British business executive (born 1964)

Humphrey Michael Cobbold (born 13 November 1964) is the chair of PureGym, a UK gym operator. He joined the business in 2015 when there were 84 gyms, which are now approximately 700 in number.

==Early life and education==
Cobbold was born on 13 November 1964 in Nairobi, Kenya. He attended Bromsgrove School, an independent boarding and day school in the Worcestershire town of Bromsgrove. Cobbold was taught in secondary school by prominent UK politician Edwina Currie. He then attended the University of Cambridge and INSEAD, from which he obtained an MBA.

==Career==
In September 2009, Humphrey Cobbold began his position as the CEO of Wiggle Ltd., a UK-based online retailer of cycling and triathlon-related products. He headed the company during the period when Bridgepoint was in the process of acquiring it. In late 2013, Cobbold departed from Wiggle, with Stefan Barden succeeding him in September of that year. Upon leaving Wiggle, Cobbold stated, “I have had the privilege to work with a truly fabulous group of colleagues and business partners over the last four years. The time is now right for someone else to lead the peloton and take Wiggle forward to future success.” He has since been linked to a bid to buy the internet retailer sofa.com.

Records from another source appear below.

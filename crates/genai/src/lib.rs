//! Content generator clients.
//!
//! The icon pipeline needs two external capabilities: text completion
//! (summaries, icon descriptions) and image work (synthesis, background
//! removal). Both are blocking, possibly slow, possibly failing external
//! CLI calls; this crate wraps them behind the [`TextGenerator`] and
//! [`ImageSynthesizer`] traits so the pipeline can be driven by fakes in
//! tests.

pub mod generator;
pub mod image;
pub mod prompts;
pub mod subprocess;
pub mod text;

pub use generator::{GenError, ImageSynthesizer, TextGenerator};
pub use image::CliImageTool;
pub use text::CliTextGenerator;
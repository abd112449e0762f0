//! The cascade engine.

use std::path::Path;
use std::sync::Arc;
use std::time::Duration;

use tessera_core::naming::sanitize_name;
use tessera_core::{IconStatus, ItemKind, TrackableItem};
use tessera_events::{DashboardEvent, EventBus};
use tessera_genai::prompts;
use tessera_genai::{GenError, ImageSynthesizer, TextGenerator};
use tessera_store::{ProcessPatch, StateStore, WebsitePatch};

use crate::chain::{self, ChainStatus, IconPaths};
use crate::context;
use crate::error::{PipelineError, Stage};
use crate::publish;

/// Timeout for the homepage fetch used as summary context.
const HOMEPAGE_FETCH_TIMEOUT: Duration = Duration::from_secs(10);

/// Which stages a cascade invocation actually regenerated.
#[derive(Debug, Default, Clone)]
pub struct CascadeOutcome {
    pub ran: Vec<Stage>,
}

impl CascadeOutcome {
    pub fn generated_any(&self) -> bool {
        !self.ran.is_empty()
    }

    pub fn ran_stage(&self, stage: Stage) -> bool {
        self.ran.contains(&stage)
    }
}

/// Drives one item through the summary → prompt → raster → final chain.
///
/// Pure decision logic over probed artifact state plus the generator
/// calls; serialization of invocations is the worker queue's job, not
/// this type's.
pub struct Cascade {
    store: Arc<StateStore>,
    events: Arc<EventBus>,
    text: Arc<dyn TextGenerator>,
    image: Arc<dyn ImageSynthesizer>,
    http: reqwest::Client,
}

impl Cascade {
    pub fn new(
        store: Arc<StateStore>,
        events: Arc<EventBus>,
        text: Arc<dyn TextGenerator>,
        image: Arc<dyn ImageSynthesizer>,
    ) -> Self {
        let http = reqwest::Client::builder()
            .timeout(HOMEPAGE_FETCH_TIMEOUT)
            .build()
            .expect("Failed to build HTTP client");
        Self {
            store,
            events,
            text,
            image,
            http,
        }
    }

    /// Whether the canonical final icon exists for `name`.
    ///
    /// This probe, not any cached status flag, is the single source of
    /// truth for icon readiness.
    pub fn has_icon(&self, name: &str) -> bool {
        match self.paths_for(name) {
            Ok(paths) => paths.final_png().exists(),
            Err(_) => false,
        }
    }

    /// Whether a cascade run would regenerate anything for `name`.
    pub fn needs_generation(&self, name: &str) -> bool {
        match self.paths_for(name) {
            Ok(paths) => ChainStatus::probe(&paths).needs_generation(),
            Err(_) => false,
        }
    }

    fn paths_for(&self, name: &str) -> Result<IconPaths, PipelineError> {
        let key = sanitize_name(name)?;
        Ok(IconPaths::new(
            self.store.data_dir(),
            self.store.icons_dir(),
            &key,
        ))
    }

    /// Run the cascade for one item.
    ///
    /// Stages run in order; a stage runs when its artifact is missing,
    /// older than its upstream artifact, or any earlier stage ran in
    /// this invocation. The first failure aborts the rest and leaves all
    /// previously published artifacts in place.
    pub async fn run(&self, name: &str) -> Result<CascadeOutcome, PipelineError> {
        let item = self
            .store
            .resolve_item(name)
            .await
            .ok_or_else(|| PipelineError::NotFound(format!("item '{name}' is not tracked")))?;

        let paths = self.paths_for(&item.name)?;
        let mut outcome = CascadeOutcome::default();
        let mut force = false;

        // Stage 1: summary.
        if !paths.summary().exists() {
            tracing::info!(name = %item.name, "generating summary");
            let prompt = self.summary_prompt_for(&item).await?;
            let summary = self
                .text
                .complete(&prompt)
                .await
                .map_err(|source| PipelineError::Generator {
                    stage: Stage::Summary,
                    source,
                })?;
            publish::write_text(paths.summary(), &summary)
                .await
                .map_err(|source| PipelineError::Publish {
                    stage: Stage::Summary,
                    source,
                })?;
            self.set_description(&item, &summary).await?;
            self.events
                .publish(DashboardEvent::new("summary.generated").with_item(&item.name));
            force = true;
            outcome.ran.push(Stage::Summary);
        } else if item.description.is_none() {
            // Summary exists from an earlier run; backfill the item
            // description from it.
            if let Ok(summary) = tokio::fs::read_to_string(paths.summary()).await {
                self.set_description(&item, summary.trim()).await?;
            }
        }

        // Stage 2: icon prompt.
        if force || chain::is_stale(paths.icon_prompt(), paths.summary()) {
            tracing::info!(name = %item.name, "generating icon prompt");
            let summary = tokio::fs::read_to_string(paths.summary())
                .await
                .map_err(|source| PipelineError::Read {
                    stage: Stage::Prompt,
                    source,
                })?;
            let description = self
                .text
                .complete(&prompts::icon_description_prompt(&item.name, summary.trim()))
                .await
                .map_err(|source| PipelineError::Generator {
                    stage: Stage::Prompt,
                    source,
                })?;
            let full_prompt = prompts::finalize_icon_prompt(&description);
            publish::write_text(paths.icon_prompt(), &full_prompt)
                .await
                .map_err(|source| PipelineError::Publish {
                    stage: Stage::Prompt,
                    source,
                })?;
            force = true;
            outcome.ran.push(Stage::Prompt);
        }

        // Stage 3: raster.
        if force || chain::is_stale(paths.raster(), paths.icon_prompt()) {
            tracing::info!(name = %item.name, "generating raster icon");
            let icon_prompt = tokio::fs::read_to_string(paths.icon_prompt())
                .await
                .map_err(|source| PipelineError::Read {
                    stage: Stage::Raster,
                    source,
                })?;
            self.set_icon_status(&item, IconStatus::Generating).await?;

            // The generator requires a .jpg extension and refuses to
            // overwrite; give it a unique temp path, then rename.
            let tmp = publish::unique_tmp_path(paths.raster(), "jpg");
            if let Err(source) = self.image.generate(&icon_prompt, &tmp).await {
                // The tool may have written a partial file before failing.
                publish::discard(&tmp).await;
                self.set_icon_status(&item, IconStatus::Failed).await?;
                return Err(PipelineError::Generator {
                    stage: Stage::Raster,
                    source,
                });
            }
            if let Err(err) = validate_raster(&tmp).await {
                publish::discard(&tmp).await;
                self.set_icon_status(&item, IconStatus::Failed).await?;
                return Err(err);
            }
            if let Err(source) = publish::publish_file(&tmp, paths.raster()).await {
                publish::discard(&tmp).await;
                self.set_icon_status(&item, IconStatus::Failed).await?;
                return Err(PipelineError::Publish {
                    stage: Stage::Raster,
                    source,
                });
            }
            force = true;
            outcome.ran.push(Stage::Raster);
        }

        // Stage 4: final icon.
        if force || chain::is_stale(paths.final_png(), paths.raster()) {
            tracing::info!(name = %item.name, "removing background");
            let tmp = publish::unique_tmp_path(paths.final_png(), "png");
            if let Err(source) = self.image.remove_background(paths.raster(), &tmp).await {
                publish::discard(&tmp).await;
                self.set_icon_status(&item, IconStatus::Failed).await?;
                return Err(PipelineError::Generator {
                    stage: Stage::Final,
                    source,
                });
            }
            if let Err(source) = publish::publish_file(&tmp, paths.final_png()).await {
                publish::discard(&tmp).await;
                self.set_icon_status(&item, IconStatus::Failed).await?;
                return Err(PipelineError::Publish {
                    stage: Stage::Final,
                    source,
                });
            }
            self.mark_ready(&item, paths.final_png()).await?;
            outcome.ran.push(Stage::Final);
        } else {
            // Chain was already complete; make sure the status flag
            // agrees with the artifact on disk.
            self.mark_ready(&item, paths.final_png()).await?;
        }

        Ok(outcome)
    }

    /// Build the summary prompt, gathering whatever context exists.
    async fn summary_prompt_for(&self, item: &TrackableItem) -> Result<String, PipelineError> {
        match item.kind {
            ItemKind::Process => {
                let homepage = match item.port {
                    Some(port) => tessera_scanner::fetch_homepage(&self.http, port).await,
                    None => None,
                };
                let readme = match &item.workdir {
                    Some(workdir) => context::find_readme(workdir).await,
                    None => None,
                };
                let context =
                    prompts::process_context(&item.name, homepage.as_deref(), readme.as_deref());
                Ok(prompts::summary_prompt(&context))
            }
            ItemKind::Website => {
                let url = item.url.as_deref().ok_or_else(|| {
                    PipelineError::NotFound(format!("website '{}' has no URL", item.name))
                })?;
                Ok(prompts::website_summary_prompt(&item.name, url))
            }
        }
    }

    async fn set_description(
        &self,
        item: &TrackableItem,
        description: &str,
    ) -> Result<(), PipelineError> {
        match item.kind {
            ItemKind::Process => {
                self.store
                    .upsert_process(
                        &item.name,
                        ProcessPatch {
                            description: Some(description.to_string()),
                            ..Default::default()
                        },
                    )
                    .await?;
            }
            ItemKind::Website => {
                self.store
                    .update_website(
                        &item.name,
                        WebsitePatch {
                            description: Some(description.to_string()),
                            ..Default::default()
                        },
                    )
                    .await?;
            }
        }
        Ok(())
    }

    async fn set_icon_status(
        &self,
        item: &TrackableItem,
        status: IconStatus,
    ) -> Result<(), PipelineError> {
        match item.kind {
            ItemKind::Process => {
                self.store
                    .upsert_process(
                        &item.name,
                        ProcessPatch {
                            icon_status: Some(status),
                            ..Default::default()
                        },
                    )
                    .await?;
            }
            ItemKind::Website => {
                self.store
                    .update_website(
                        &item.name,
                        WebsitePatch {
                            icon_status: Some(status),
                            ..Default::default()
                        },
                    )
                    .await?;
            }
        }
        Ok(())
    }

    /// Record the published icon and notify pollers.
    async fn mark_ready(
        &self,
        item: &TrackableItem,
        final_path: &Path,
    ) -> Result<(), PipelineError> {
        let already_ready = match item.kind {
            ItemKind::Process => self
                .store
                .get_process(&item.name)
                .await
                .map(|p| p.icon_status == IconStatus::Ready),
            ItemKind::Website => self
                .store
                .get_website(&item.name)
                .await
                .map(|w| w.icon_status == IconStatus::Ready),
        }
        .unwrap_or(false);

        if already_ready {
            return Ok(());
        }

        match item.kind {
            ItemKind::Process => {
                self.store
                    .upsert_process(
                        &item.name,
                        ProcessPatch {
                            icon_status: Some(IconStatus::Ready),
                            icon_path: Some(final_path.to_path_buf()),
                            ..Default::default()
                        },
                    )
                    .await?;
            }
            ItemKind::Website => {
                self.store
                    .update_website(
                        &item.name,
                        WebsitePatch {
                            icon_status: Some(IconStatus::Ready),
                            icon_path: Some(final_path.to_path_buf()),
                            ..Default::default()
                        },
                    )
                    .await?;
            }
        }

        self.events.publish(
            DashboardEvent::new("icon.ready")
                .with_item(&item.name)
                .with_payload(serde_json::json!({
                    "path": final_path.display().to_string(),
                })),
        );
        Ok(())
    }
}

/// Confirm the generated raster actually decodes as an image.
///
/// Header-only check; a tool that exits zero but writes garbage is
/// reported as a generator failure, not published.
async fn validate_raster(path: &Path) -> Result<(), PipelineError> {
    let path = path.to_path_buf();
    let result = tokio::task::spawn_blocking(move || {
        image::ImageReader::open(&path)
            .map_err(|e| e.to_string())?
            .with_guessed_format()
            .map_err(|e| e.to_string())?
            .into_dimensions()
            .map_err(|e| e.to_string())
    })
    .await
    .map_err(|e| PipelineError::Generator {
        stage: Stage::Raster,
        source: GenError::UnusableOutput(format!("raster validation task failed: {e}")),
    })?;

    match result {
        Ok(_dimensions) => Ok(()),
        Err(msg) => Err(PipelineError::Generator {
            stage: Stage::Raster,
            source: GenError::UnusableOutput(format!("raster does not decode: {msg}")),
        }),
    }
}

He is a former chairman of Fish4, a British recruitment website, as well as the Director of Strategic Development and executive committee member of Trinity Mirror. Before joining Fish4 and Trinity Mirror, he was a partner and the co-head of the UK media practice for the global management consulting firm McKinsey & Company.

Since 2013, Cobbold has been the CEO of PureGym, a network of over 400 gyms with more than 1.1 million members. In 2019 PureGym acquired Fitness World.

== Personal life ==
Cobbold is married to Nicola and has three children. His brother Tim is the former chief executive of UBM plc. Cobbold is the nephew of Robert Runcie, the former Archbishop of Canterbury.